Les catégories populaires, qui n'avaient pas fait d'études car elles étaient souvent embauchées à l'usine directement après le « certif », ont certes accès à du poulet à 5 euros, peuvent acheter à leurs enfants des vêtements à 2 euros, mais ne retrouveront jamais de travail. À Calais, l'usine Tioxide, qui fabriquait du dioxyde de titane, a fermé l'année dernière, sous la pression de la Commission européenne, pour un problème de norme concernant un pigment. Les derniers dentelliers sont en redressement judiciaire, concurrencés par les produits chinois de moindre qualité.
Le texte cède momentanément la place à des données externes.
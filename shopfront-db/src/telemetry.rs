//! Tracing Initialization
//!
//! Installs a `tracing-subscriber` registry with an `EnvFilter` and either
//! human-readable or JSON output.

use thiserror::Error;
use tracing_subscriber::{layer::SubscriberExt, util::SubscriberInitExt, EnvFilter};

const DEFAULT_FILTER: &str = "shopfront_storage=debug,shopfront_db=debug,info";

#[derive(Debug, Clone, Copy, PartialEq, Eq, Default)]
pub enum LogFormat {
    #[default]
    Pretty,
    Json,
}

impl LogFormat {
    fn parse(value: &str) -> Self {
        if value.eq_ignore_ascii_case("json") {
            LogFormat::Json
        } else {
            LogFormat::Pretty
        }
    }
}

/// Telemetry configuration from environment variables.
#[derive(Debug, Clone)]
pub struct TelemetryConfig {
    /// Service name attached to the startup event
    pub service_name: String,
    /// Output format
    pub format: LogFormat,
    /// Filter used when `RUST_LOG` is unset
    pub default_filter: String,
}

impl Default for TelemetryConfig {
    fn default() -> Self {
        Self {
            service_name: "shopfront".to_string(),
            format: LogFormat::Pretty,
            default_filter: DEFAULT_FILTER.to_string(),
        }
    }
}

impl TelemetryConfig {
    /// - `SHOPFRONT_SERVICE_NAME` (default: shopfront)
    /// - `SHOPFRONT_LOG_FORMAT`: `json` or `pretty` (default: pretty)
    pub fn from_env() -> Self {
        let defaults = Self::default();
        Self {
            service_name: std::env::var("SHOPFRONT_SERVICE_NAME").unwrap_or(defaults.service_name),
            format: std::env::var("SHOPFRONT_LOG_FORMAT")
                .map(|s| LogFormat::parse(&s))
                .unwrap_or(defaults.format),
            default_filter: defaults.default_filter,
        }
    }
}

#[derive(Debug, Error)]
pub enum TelemetryError {
    #[error("failed to install tracing subscriber: {0}")]
    Init(String),
}

/// Install the global subscriber. Calling it a second time returns
/// [`TelemetryError::Init`] and leaves the first subscriber in place.
pub fn init_tracing(config: &TelemetryConfig) -> Result<(), TelemetryError> {
    let env_filter = EnvFilter::try_from_default_env()
        .unwrap_or_else(|_| EnvFilter::new(&config.default_filter));

    let registry = tracing_subscriber::registry().with(env_filter);
    let result = match config.format {
        LogFormat::Json => registry
            .with(tracing_subscriber::fmt::layer().json())
            .try_init(),
        LogFormat::Pretty => registry.with(tracing_subscriber::fmt::layer()).try_init(),
    };
    result.map_err(|e| TelemetryError::Init(e.to_string()))?;

    tracing::info!(
        service_name = config.service_name,
        format = ?config.format,
        "Telemetry initialized"
    );
    Ok(())
}

#[cfg(test)]
mod tests {
    use super::*;

    #[test]
    fn test_log_format_parse() {
        assert_eq!(LogFormat::parse("JSON"), LogFormat::Json);
        assert_eq!(LogFormat::parse("pretty"), LogFormat::Pretty);
        assert_eq!(LogFormat::parse("anything"), LogFormat::Pretty);
    }

    #[test]
    fn test_second_init_is_reported() {
        let config = TelemetryConfig::default();
        // Another test may have installed a subscriber already
        let _ = init_tracing(&config);
        assert!(init_tracing(&config).is_err());
    }
}
//! Address book over PostgreSQL.
//!
//! Every write that can touch the primary flag runs in a transaction holding
//! a per-user advisory lock, so two concurrent requests for the same user
//! are applied one after the other. The partial unique index on
//! `addresses (user_id) WHERE is_primary` rejects anything that slips past.

use async_trait::async_trait;
use chrono::Utc;
use shopfront_core::{
    Address, AddressId, AddressUpdate, NewAddress, Schema, ShopResult, UserId, Validate,
};
use shopfront_storage::AddressBook;
use tokio_postgres::Transaction;
use tracing::debug;

use crate::db::{address_from_row, DbClient};
use crate::error::DbResult;

async fn lock_user(tx: &Transaction<'_>, user: &str) -> DbResult<()> {
    tx.execute("SELECT pg_advisory_xact_lock(hashtext($1))", &[&user])
        .await?;
    Ok(())
}

async fn owner_of(tx: &Transaction<'_>, id: AddressId) -> DbResult<Option<String>> {
    let row = tx
        .query_opt("SELECT user_id FROM addresses WHERE id = $1", &[&id.0])
        .await?;
    Ok(row.map(|r| r.get("user_id")))
}

async fn clear_primary(tx: &Transaction<'_>, user: &str) -> DbResult<()> {
    tx.execute(
        "UPDATE addresses SET is_primary = false, updated_at = $2 \
         WHERE user_id = $1 AND is_primary",
        &[&user, &Utc::now()],
    )
    .await?;
    Ok(())
}

impl DbClient {
    async fn create_address_tx(&self, input: NewAddress) -> DbResult<Address> {
        input.validate()?;
        let mut conn = self.get_conn().await?;
        let client: &mut tokio_postgres::Client = &mut conn;
        let tx = client.transaction().await?;
        let user = input.user_id.as_str();
        lock_user(&tx, user).await?;

        let existing: i64 = tx
            .query_one("SELECT count(*) FROM addresses WHERE user_id = $1", &[&user])
            .await?
            .get(0);
        let is_primary = input.is_primary || existing == 0;
        if is_primary {
            clear_primary(&tx, user).await?;
        }

        let now = Utc::now();
        let row = tx
            .query_one(
                concat!(
                    "INSERT INTO addresses (id, user_id, full_name, line1, line2, city, region, \
                       postal_code, country, phone, is_primary, created_at, updated_at) \
                     VALUES ($1, $2, $3, $4, $5, $6, $7, $8, $9, $10, $11, $12, $12) RETURNING ",
                    address_columns!()
                ),
                &[
                    &AddressId::generate().0,
                    &user,
                    &input.full_name,
                    &input.line1,
                    &input.line2,
                    &input.city,
                    &input.region,
                    &input.postal_code,
                    &input.country,
                    &input.phone,
                    &is_primary,
                    &now,
                ],
            )
            .await?;
        tx.commit().await?;
        let address = address_from_row(&row);
        debug!(user_id = %address.user_id, address_id = %address.id, is_primary, "Created address");
        Ok(address)
    }

    async fn update_address_tx(
        &self,
        id: AddressId,
        patch: AddressUpdate,
    ) -> DbResult<Option<Address>> {
        let mut conn = self.get_conn().await?;
        let client: &mut tokio_postgres::Client = &mut conn;
        let tx = client.transaction().await?;
        let Some(user) = owner_of(&tx, id).await? else {
            return Ok(None);
        };
        lock_user(&tx, &user).await?;

        // The row may have gone while we waited for the lock.
        let Some(row) = tx
            .query_opt(
                concat!("SELECT ", address_columns!(), " FROM addresses WHERE id = $1 FOR UPDATE"),
                &[&id.0],
            )
            .await?
        else {
            return Ok(None);
        };
        let mut address = address_from_row(&row);
        address.apply(&patch, Utc::now());
        address.check()?;
        if patch.is_primary == Some(true) && !address.is_primary {
            clear_primary(&tx, &user).await?;
            address.is_primary = true;
        }

        let row = tx
            .query_one(
                concat!(
                    "UPDATE addresses SET full_name = $2, line1 = $3, line2 = $4, city = $5, \
                       region = $6, postal_code = $7, country = $8, phone = $9, \
                       is_primary = $10, updated_at = $11 \
                     WHERE id = $1 RETURNING ",
                    address_columns!()
                ),
                &[
                    &id.0,
                    &address.full_name,
                    &address.line1,
                    &address.line2,
                    &address.city,
                    &address.region,
                    &address.postal_code,
                    &address.country,
                    &address.phone,
                    &address.is_primary,
                    &address.updated_at,
                ],
            )
            .await?;
        tx.commit().await?;
        Ok(Some(address_from_row(&row)))
    }

    async fn delete_address_tx(&self, id: AddressId) -> DbResult<bool> {
        let mut conn = self.get_conn().await?;
        let client: &mut tokio_postgres::Client = &mut conn;
        let tx = client.transaction().await?;
        let Some(user) = owner_of(&tx, id).await? else {
            return Ok(false);
        };
        lock_user(&tx, &user).await?;

        let Some(deleted) = tx
            .query_opt("DELETE FROM addresses WHERE id = $1 RETURNING is_primary", &[&id.0])
            .await?
        else {
            return Ok(false);
        };
        if deleted.get::<_, bool>("is_primary") {
            tx.execute(
                "UPDATE addresses SET is_primary = true, updated_at = $2 \
                 WHERE id = (SELECT id FROM addresses WHERE user_id = $1 \
                             ORDER BY created_at DESC, id DESC LIMIT 1)",
                &[&user, &Utc::now()],
            )
            .await?;
        }
        tx.commit().await?;
        Ok(true)
    }
}

#[async_trait]
impl AddressBook for DbClient {
    async fn list_addresses(&self, user: &UserId) -> ShopResult<Vec<Address>> {
        let conn = self.get_conn().await?;
        let rows = conn
            .query(
                concat!(
                    "SELECT ",
                    address_columns!(),
                    " FROM addresses WHERE user_id = $1 \
                     ORDER BY is_primary DESC, created_at DESC, id DESC"
                ),
                &[&user.as_str()],
            )
            .await
            .map_err(crate::error::DbError::from)?;
        Ok(rows.iter().map(address_from_row).collect())
    }

    async fn get_address(&self, id: AddressId) -> ShopResult<Option<Address>> {
        let conn = self.get_conn().await?;
        let row = conn
            .query_opt(
                concat!("SELECT ", address_columns!(), " FROM addresses WHERE id = $1"),
                &[&id.0],
            )
            .await
            .map_err(crate::error::DbError::from)?;
        Ok(row.as_ref().map(address_from_row))
    }

    async fn create_address(&self, input: NewAddress) -> ShopResult<Address> {
        Ok(self.create_address_tx(input).await?)
    }

    async fn update_address(
        &self,
        id: AddressId,
        patch: AddressUpdate,
    ) -> ShopResult<Option<Address>> {
        Ok(self.update_address_tx(id, patch).await?)
    }

    async fn set_primary_address(&self, id: AddressId) -> ShopResult<Option<Address>> {
        let patch = AddressUpdate {
            is_primary: Some(true),
            ..AddressUpdate::default()
        };
        self.update_address(id, patch).await
    }

    async fn delete_address(&self, id: AddressId) -> ShopResult<bool> {
        Ok(self.delete_address_tx(id).await?)
    }
}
Les agriculteurs n'arrivent plus à se verser un salaire leur permettant de vivre et laissent leurs exploitations sans repreneur.
Qu'apportera à tous ces gens l'obtention, à terme, d'un gain de 0,05 % de croissance du PIB européen grâce au CETA – je reprends le taux annoncé – , si cela implique de sacrifier à nouveau des pans entiers de notre économie ? Pourquoi continuer à artificialiser les sols à l'entrée de nos villages et de nos villes afin d'y construire des parkings géants desservant des zones commerciales sans âme, qui toutes se ressemblent ? Cette course effrénée au « toujours moins cher » se fait au détriment de nos centres-villes, qui se meurent et que nous devons revitaliser à renforts de milliards.
Un tel modèle de libre-échange sans contrainte semble révolu. Il ne s'agit pas d'être protectionnistes ni de tourner le dos à la liberté en laquelle nous croyons, mais d'être lucides : les gains individuels issus des traités de libre-échange ne suffisent plus, parce que nous avons atteint un plafond économique collectif pour justifier tous les sacrifices. En d'autres termes, pour le CETA aujourd'hui comme pour l'accord avec le MERCOSUR demain, le jeu n'en vaut plus la chandelle.
La droite française évolue sur cette question, tout comme les Français. Élus locaux, nous voyons les friches commerciales se multiplier en bordure d'agglomération, car ce qui est recherché n'est plus le moins cher, mais le meilleur. Consommateurs, nous sommes prêts à payer davantage pour être certains qu'un agriculteur sera rémunéré au juste prix, et nous savons qu'il vaut mieux aller chercher de la viande directement à la ferme du coin ou chez son boucher de quartier, que de manger du quinoa bio d'Amérique du Sud qui a traversé la moitié du monde.